In J. M. Barrie’s Peter Pan, we find another example of a vital setting–Neverland, a place where childhood is carefree and endless. To understand why Neverland is critical to the story, we need to understand a bit about the author. J. M. Barrie had an older brother who died in an ice skating accident the day before his 14th birthday. He would “never grow up,” and his grieving mother never recovered the loss. She spent her days in bed in a darkened room. When Barrie went on occasion to visit her there, she, like Wendy, would ask, “Is that you, boy?” and Barrie would answer, “No, Mother. It’s only me.” Could it be that Neverland represents the author’s wish that children who die prematurely are able to enjoy a happy eternity in a place where they never grow up? When Peter Pan eavesdrops at barred windows, listening to childhood stories, might that be the author’s way of saying it’s important never to forget lost children? Or might he, himself, be looking back to the happy family life he enjoyed before the accident? There are many theories, but it seems clear that in this story setting is a symbol of the author’s motivation.
Finally there are stories such as Alfred Lansing’s Endurance, the astonishing biographical account of explorer Ernest Shackleton’s survival for over a year on the ice-bound Antarctic seas. In this story the setting is the “villain”–the obstacle to be overcome, and so Lansing describes it in detail.
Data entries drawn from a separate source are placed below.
use std::fmt;
use std::str::FromStr;

use chrono::{DateTime, Utc};
use serde::{Deserialize, Serialize};
use uuid::Uuid;

use crate::error::FlashcardError;

/// Category assigned to cards imported or created without one.
pub const DEFAULT_CATEGORY: &str = "Uncategorized";

pub fn default_category() -> String {
    DEFAULT_CATEGORY.to_string()
}

#[derive(Debug, Clone, PartialEq, Serialize, Deserialize)]
pub struct Card {
    pub id: String,
    pub front: String,
    pub back: String,
    #[serde(default = "default_category")]
    pub category: String,
    /// Last rating given to the card. `None` means the card was never rated ("new").
    #[serde(default)]
    pub difficulty: Option<Rating>,
    #[serde(default)]
    pub last_reviewed_at: Option<DateTime<Utc>>,
    #[serde(default)]
    pub review_count: u32,
    /// Absent until the first rating; an unscheduled card is never due on its own.
    #[serde(default)]
    pub next_review_at: Option<DateTime<Utc>>,
    /// Interval (days) that produced `next_review_at`. Absent for a never-rated card.
    #[serde(default)]
    pub last_interval: Option<u32>,
    #[serde(default = "Utc::now")]
    pub created_at: DateTime<Utc>,
}

impl Card {
    pub fn new(front: impl Into<String>, back: impl Into<String>, category: Option<String>) -> Self {
        Card {
            id: Uuid::new_v4().to_string(),
            front: front.into(),
            back: back.into(),
            category: normalize_category(category),
            difficulty: None,
            last_reviewed_at: None,
            review_count: 0,
            next_review_at: None,
            last_interval: None,
            created_at: Utc::now(),
        }
    }

    pub fn is_new(&self) -> bool {
        self.difficulty.is_none()
    }

    pub fn is_due(&self, now: DateTime<Utc>) -> bool {
        self.next_review_at.is_some_and(|at| at <= now)
    }

    /// Interval fed to the scheduler; a never-rated card starts from 0.
    pub fn prior_interval(&self) -> u32 {
        self.last_interval.unwrap_or(0)
    }

    pub fn apply(&mut self, patch: &CardPatch) {
        if let Some(front) = &patch.front {
            self.front = front.clone();
        }
        if let Some(back) = &patch.back {
            self.back = back.clone();
        }
        if let Some(category) = &patch.category {
            self.category = category.clone();
        }
        if let Some(difficulty) = patch.difficulty {
            self.difficulty = Some(difficulty);
        }
        if let Some(at) = patch.last_reviewed_at {
            self.last_reviewed_at = Some(at);
        }
        if let Some(count) = patch.review_count {
            self.review_count = count;
        }
        if let Some(at) = patch.next_review_at {
            self.next_review_at = Some(at);
        }
        if let Some(interval) = patch.last_interval {
            self.last_interval = Some(interval);
        }
    }
}

/// Empty or whitespace-only categories collapse to [`DEFAULT_CATEGORY`].
pub fn normalize_category(category: Option<String>) -> String {
    match category {
        Some(c) if !c.trim().is_empty() => c.trim().to_string(),
        _ => default_category(),
    }
}

/// Difficulty feedback given to the card currently under review.
#[derive(Debug, Clone, Copy, PartialEq, Eq, Hash, Serialize, Deserialize)]
#[serde(rename_all = "lowercase")]
pub enum Rating {
    Easy,
    Medium,
    Hard,
}

impl Rating {
    /// Keyboard mapping: 1 easy, 2 medium, 3 hard.
    pub fn from_u8(value: u8) -> Result<Self, FlashcardError> {
        match value {
            1 => Ok(Rating::Easy),
            2 => Ok(Rating::Medium),
            3 => Ok(Rating::Hard),
            _ => Err(FlashcardError::InvalidRating(value.to_string())),
        }
    }

    pub fn as_str(&self) -> &'static str {
        match self {
            Rating::Easy => "easy",
            Rating::Medium => "medium",
            Rating::Hard => "hard",
        }
    }
}

impl FromStr for Rating {
    type Err = FlashcardError;

    fn from_str(s: &str) -> Result<Self, Self::Err> {
        match s.trim().to_ascii_lowercase().as_str() {
            "easy" => Ok(Rating::Easy),
            "medium" => Ok(Rating::Medium),
            "hard" => Ok(Rating::Hard),
            _ => Err(FlashcardError::InvalidRating(s.to_string())),
        }
    }
}

impl fmt::Display for Rating {
    fn fmt(&self, f: &mut fmt::Formatter<'_>) -> fmt::Result {
        f.write_str(self.as_str())
    }
}

/// Difficulty filter used when building a standard session.
#[derive(Debug, Clone, Copy, PartialEq, Eq, Default, Serialize, Deserialize)]
#[serde(rename_all = "lowercase")]
pub enum DifficultyBucket {
    #[default]
    All,
    New,
    Easy,
    Medium,
    Hard,
}

impl DifficultyBucket {
    pub fn matches(&self, card: &Card) -> bool {
        match self {
            DifficultyBucket::All => true,
            DifficultyBucket::New => card.difficulty.is_none(),
            DifficultyBucket::Easy => card.difficulty == Some(Rating::Easy),
            DifficultyBucket::Medium => card.difficulty == Some(Rating::Medium),
            DifficultyBucket::Hard => card.difficulty == Some(Rating::Hard),
        }
    }
}

impl FromStr for DifficultyBucket {
    type Err = FlashcardError;

    fn from_str(s: &str) -> Result<Self, Self::Err> {
        match s.trim().to_ascii_lowercase().as_str() {
            "all" => Ok(DifficultyBucket::All),
            "new" => Ok(DifficultyBucket::New),
            "easy" => Ok(DifficultyBucket::Easy),
            "medium" => Ok(DifficultyBucket::Medium),
            "hard" => Ok(DifficultyBucket::Hard),
            other => Err(FlashcardError::InvalidInput(format!("Unknown difficulty filter: {}", other))),
        }
    }
}

/// Partial card update. Fields left as `None` are not touched.
#[derive(Debug, Clone, Default, PartialEq, Serialize, Deserialize)]
pub struct CardPatch {
    #[serde(skip_serializing_if = "Option::is_none")]
    pub front: Option<String>,
    #[serde(skip_serializing_if = "Option::is_none")]
    pub back: Option<String>,
    #[serde(skip_serializing_if = "Option::is_none")]
    pub category: Option<String>,
    #[serde(skip_serializing_if = "Option::is_none")]
    pub difficulty: Option<Rating>,
    #[serde(skip_serializing_if = "Option::is_none")]
    pub last_reviewed_at: Option<DateTime<Utc>>,
    #[serde(skip_serializing_if = "Option::is_none")]
    pub review_count: Option<u32>,
    #[serde(skip_serializing_if = "Option::is_none")]
    pub next_review_at: Option<DateTime<Utc>>,
    #[serde(skip_serializing_if = "Option::is_none")]
    pub last_interval: Option<u32>,
}

impl CardPatch {
    pub fn is_empty(&self) -> bool {
        *self == CardPatch::default()
    }
}

/// Card content before it is given an id by a store.
#[derive(Debug, Clone, PartialEq, Serialize, Deserialize)]
pub struct NewCard {
    pub front: String,
    pub back: String,
    #[serde(default = "default_category")]
    pub category: String,
}

impl NewCard {
    pub fn new(front: impl Into<String>, back: impl Into<String>, category: Option<String>) -> Self {
        NewCard {
            front: front.into(),
            back: back.into(),
            category: normalize_category(category),
        }
    }

    pub fn is_valid(&self) -> bool {
        !self.front.trim().is_empty() && !self.back.trim().is_empty()
    }

    pub fn into_card(self) -> Card {
        Card::new(self.front, self.back, Some(self.category))
    }
}

impl From<&Card> for NewCard {
    fn from(card: &Card) -> Self {
        NewCard {
            front: card.front.clone(),
            back: card.back.clone(),
            category: card.category.clone(),
        }
    }
}

/// Library-level counts shown above the review filters.
#[derive(Debug, Default, PartialEq, Serialize, Deserialize)]
pub struct ReviewStats {
    pub total_cards: usize,
    pub cards_due: usize,
    pub cards_new: usize,
    pub cards_easy: usize,
    pub cards_medium: usize,
    pub cards_hard: usize,
}

#[derive(Debug, Serialize, Deserialize)]
pub struct CategoryStats {
    pub name: String,
    pub total_cards: usize,
    pub cards_due: usize,
    pub cards_new: usize,
}

#[derive(Debug, Serialize, Deserialize)]
pub struct BulkUpdateRequest {
    pub card_ids: Vec<String>,
    pub category: String,
}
The more essential setting is to your story, the more time you can spend describing it to your reader. (Conversely, if setting is NOT critical to your story, a long, flowery description will seem pointless and boring to most readers.) We’ll take a look next week at specific tools you can use to make your setting come alive!
- Identify the setting in books you are currently reading.
- Could the story have happened in some other place, or is the setting vital to the story?
- How much time did the author spend describing the setting?
- What sensory elements were used to make the setting come alive to readers?